Task to complete -
Single out the lines of the material that contain "SHORT" and copy them.
***
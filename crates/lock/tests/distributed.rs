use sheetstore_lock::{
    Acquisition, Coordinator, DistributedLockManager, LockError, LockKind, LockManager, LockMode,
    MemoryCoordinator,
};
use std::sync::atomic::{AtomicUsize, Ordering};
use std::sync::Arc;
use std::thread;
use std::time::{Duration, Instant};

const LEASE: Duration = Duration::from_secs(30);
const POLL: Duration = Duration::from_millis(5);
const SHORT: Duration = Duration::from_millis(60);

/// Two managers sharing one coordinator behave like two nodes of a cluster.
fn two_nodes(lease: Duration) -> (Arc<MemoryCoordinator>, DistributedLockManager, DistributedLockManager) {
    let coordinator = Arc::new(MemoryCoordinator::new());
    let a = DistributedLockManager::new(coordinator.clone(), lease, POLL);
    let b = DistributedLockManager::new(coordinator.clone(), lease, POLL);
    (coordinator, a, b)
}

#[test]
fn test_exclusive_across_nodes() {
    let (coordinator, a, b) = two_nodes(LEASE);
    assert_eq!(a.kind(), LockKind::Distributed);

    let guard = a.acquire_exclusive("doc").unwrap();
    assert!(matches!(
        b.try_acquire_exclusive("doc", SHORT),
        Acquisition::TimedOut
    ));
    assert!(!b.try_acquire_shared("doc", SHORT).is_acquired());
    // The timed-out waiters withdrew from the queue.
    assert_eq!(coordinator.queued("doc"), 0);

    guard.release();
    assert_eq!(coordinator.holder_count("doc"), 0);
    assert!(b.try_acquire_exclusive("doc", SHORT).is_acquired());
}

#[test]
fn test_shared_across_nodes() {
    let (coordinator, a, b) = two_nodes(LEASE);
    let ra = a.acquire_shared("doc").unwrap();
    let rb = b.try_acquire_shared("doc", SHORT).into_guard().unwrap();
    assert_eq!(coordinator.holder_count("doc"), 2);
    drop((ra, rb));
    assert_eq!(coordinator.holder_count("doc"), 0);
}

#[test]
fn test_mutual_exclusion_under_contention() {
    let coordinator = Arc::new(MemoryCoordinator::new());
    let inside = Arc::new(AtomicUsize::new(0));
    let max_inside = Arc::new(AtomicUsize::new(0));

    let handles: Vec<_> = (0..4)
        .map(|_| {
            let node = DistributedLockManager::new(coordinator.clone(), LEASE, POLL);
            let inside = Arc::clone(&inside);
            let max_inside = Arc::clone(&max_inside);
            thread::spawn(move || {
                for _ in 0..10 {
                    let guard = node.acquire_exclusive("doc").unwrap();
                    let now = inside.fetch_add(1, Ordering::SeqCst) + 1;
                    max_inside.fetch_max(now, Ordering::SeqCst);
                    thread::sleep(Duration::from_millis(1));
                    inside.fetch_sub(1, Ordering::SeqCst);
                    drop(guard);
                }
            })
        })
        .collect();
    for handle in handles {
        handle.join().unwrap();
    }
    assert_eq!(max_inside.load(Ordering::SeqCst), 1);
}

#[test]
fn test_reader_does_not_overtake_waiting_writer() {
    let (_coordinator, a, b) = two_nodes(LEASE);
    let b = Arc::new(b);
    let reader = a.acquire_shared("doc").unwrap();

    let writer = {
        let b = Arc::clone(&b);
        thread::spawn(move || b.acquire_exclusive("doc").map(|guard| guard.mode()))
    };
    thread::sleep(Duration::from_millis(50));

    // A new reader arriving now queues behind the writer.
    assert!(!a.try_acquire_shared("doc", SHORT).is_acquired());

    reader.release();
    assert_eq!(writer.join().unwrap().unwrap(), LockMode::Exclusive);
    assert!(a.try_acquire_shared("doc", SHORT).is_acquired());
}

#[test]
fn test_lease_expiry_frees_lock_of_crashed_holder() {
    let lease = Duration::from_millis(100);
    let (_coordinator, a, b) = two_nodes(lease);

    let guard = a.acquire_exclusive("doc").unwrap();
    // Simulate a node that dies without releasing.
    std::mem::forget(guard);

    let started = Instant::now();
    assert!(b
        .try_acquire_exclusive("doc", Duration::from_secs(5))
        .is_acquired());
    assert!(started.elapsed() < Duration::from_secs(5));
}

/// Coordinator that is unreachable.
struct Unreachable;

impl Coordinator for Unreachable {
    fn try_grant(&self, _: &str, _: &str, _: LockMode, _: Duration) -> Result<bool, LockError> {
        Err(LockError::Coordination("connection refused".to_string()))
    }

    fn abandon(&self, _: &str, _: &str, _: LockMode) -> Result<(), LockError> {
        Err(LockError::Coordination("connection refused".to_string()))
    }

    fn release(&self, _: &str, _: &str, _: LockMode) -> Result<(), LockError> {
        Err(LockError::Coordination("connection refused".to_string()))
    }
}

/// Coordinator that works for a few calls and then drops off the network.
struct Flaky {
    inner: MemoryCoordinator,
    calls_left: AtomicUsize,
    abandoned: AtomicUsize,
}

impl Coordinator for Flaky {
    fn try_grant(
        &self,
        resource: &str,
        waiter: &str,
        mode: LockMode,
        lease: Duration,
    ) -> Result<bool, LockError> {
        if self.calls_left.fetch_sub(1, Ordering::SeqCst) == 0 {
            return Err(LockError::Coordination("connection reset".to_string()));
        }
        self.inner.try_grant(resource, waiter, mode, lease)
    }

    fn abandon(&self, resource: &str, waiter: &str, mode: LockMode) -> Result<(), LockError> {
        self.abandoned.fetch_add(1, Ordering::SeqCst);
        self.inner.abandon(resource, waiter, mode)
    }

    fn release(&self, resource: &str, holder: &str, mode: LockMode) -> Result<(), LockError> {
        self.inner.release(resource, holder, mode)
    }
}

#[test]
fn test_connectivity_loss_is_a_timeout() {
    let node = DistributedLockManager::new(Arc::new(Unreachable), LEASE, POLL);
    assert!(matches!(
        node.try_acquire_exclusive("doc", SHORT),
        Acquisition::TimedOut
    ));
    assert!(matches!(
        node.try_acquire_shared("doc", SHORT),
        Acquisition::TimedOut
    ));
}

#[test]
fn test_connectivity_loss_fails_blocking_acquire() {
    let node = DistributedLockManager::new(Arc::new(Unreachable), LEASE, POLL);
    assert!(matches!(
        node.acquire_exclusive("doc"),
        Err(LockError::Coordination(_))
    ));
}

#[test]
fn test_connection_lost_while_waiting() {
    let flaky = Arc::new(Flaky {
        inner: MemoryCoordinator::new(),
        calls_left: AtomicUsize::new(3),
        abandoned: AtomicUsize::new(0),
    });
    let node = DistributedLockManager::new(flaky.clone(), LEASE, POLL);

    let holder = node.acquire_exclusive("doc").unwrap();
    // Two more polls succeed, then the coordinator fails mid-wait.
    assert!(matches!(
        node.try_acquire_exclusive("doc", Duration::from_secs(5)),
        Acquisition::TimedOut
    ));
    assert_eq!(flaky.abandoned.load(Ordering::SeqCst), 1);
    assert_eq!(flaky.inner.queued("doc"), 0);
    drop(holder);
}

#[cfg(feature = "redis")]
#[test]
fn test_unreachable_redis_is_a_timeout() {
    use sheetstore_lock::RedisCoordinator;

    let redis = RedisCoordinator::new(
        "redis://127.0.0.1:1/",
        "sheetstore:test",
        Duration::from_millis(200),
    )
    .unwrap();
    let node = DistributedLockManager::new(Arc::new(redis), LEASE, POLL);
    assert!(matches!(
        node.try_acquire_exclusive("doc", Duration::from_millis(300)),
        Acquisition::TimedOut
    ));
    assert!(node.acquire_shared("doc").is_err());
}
***
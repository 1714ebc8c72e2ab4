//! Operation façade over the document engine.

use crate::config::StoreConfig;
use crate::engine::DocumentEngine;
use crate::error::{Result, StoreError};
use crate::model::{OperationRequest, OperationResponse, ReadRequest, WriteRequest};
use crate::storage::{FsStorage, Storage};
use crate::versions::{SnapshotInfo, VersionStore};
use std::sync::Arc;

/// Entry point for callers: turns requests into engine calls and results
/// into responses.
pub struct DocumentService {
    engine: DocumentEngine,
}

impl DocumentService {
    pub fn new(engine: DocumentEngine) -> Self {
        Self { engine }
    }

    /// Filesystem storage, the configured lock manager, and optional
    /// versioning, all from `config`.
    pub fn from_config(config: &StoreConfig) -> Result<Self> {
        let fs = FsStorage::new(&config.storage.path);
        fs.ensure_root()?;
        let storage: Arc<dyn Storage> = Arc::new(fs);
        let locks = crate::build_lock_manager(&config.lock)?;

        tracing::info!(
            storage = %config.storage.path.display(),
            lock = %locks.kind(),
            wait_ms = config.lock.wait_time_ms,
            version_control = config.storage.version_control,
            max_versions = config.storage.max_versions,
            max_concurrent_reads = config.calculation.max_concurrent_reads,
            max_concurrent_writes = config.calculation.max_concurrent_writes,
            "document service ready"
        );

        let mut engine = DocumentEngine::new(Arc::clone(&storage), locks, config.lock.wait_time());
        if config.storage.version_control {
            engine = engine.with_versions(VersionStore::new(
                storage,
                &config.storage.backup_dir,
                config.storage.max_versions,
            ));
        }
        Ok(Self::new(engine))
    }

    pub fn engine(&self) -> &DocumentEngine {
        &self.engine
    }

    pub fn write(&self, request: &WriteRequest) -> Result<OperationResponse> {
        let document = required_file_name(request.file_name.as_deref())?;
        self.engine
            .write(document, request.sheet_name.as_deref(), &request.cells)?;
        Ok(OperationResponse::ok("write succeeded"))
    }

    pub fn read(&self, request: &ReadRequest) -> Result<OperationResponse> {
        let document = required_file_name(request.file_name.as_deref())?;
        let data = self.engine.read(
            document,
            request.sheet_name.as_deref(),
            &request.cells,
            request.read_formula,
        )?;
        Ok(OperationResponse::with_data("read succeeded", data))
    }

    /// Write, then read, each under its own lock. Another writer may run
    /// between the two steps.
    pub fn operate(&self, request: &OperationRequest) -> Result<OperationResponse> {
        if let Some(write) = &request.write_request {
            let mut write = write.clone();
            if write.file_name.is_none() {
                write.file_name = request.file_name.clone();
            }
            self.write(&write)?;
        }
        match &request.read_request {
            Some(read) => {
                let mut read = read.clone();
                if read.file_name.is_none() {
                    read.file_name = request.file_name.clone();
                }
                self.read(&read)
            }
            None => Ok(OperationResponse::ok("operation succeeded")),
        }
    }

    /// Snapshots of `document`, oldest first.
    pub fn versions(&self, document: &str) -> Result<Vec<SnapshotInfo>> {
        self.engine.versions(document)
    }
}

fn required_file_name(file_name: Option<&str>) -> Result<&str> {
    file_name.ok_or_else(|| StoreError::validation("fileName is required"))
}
***
Finished exercise -
const SHORT: Duration = Duration::from_millis(60);
        b.try_acquire_exclusive("doc", SHORT),
    assert!(!b.try_acquire_shared("doc", SHORT).is_acquired());
    assert!(b.try_acquire_exclusive("doc", SHORT).is_acquired());
    let rb = b.try_acquire_shared("doc", SHORT).into_guard().unwrap();
    assert!(!a.try_acquire_shared("doc", SHORT).is_acquired());
    assert!(a.try_acquire_shared("doc", SHORT).is_acquired());
        node.try_acquire_exclusive("doc", SHORT),
        node.try_acquire_shared("doc", SHORT),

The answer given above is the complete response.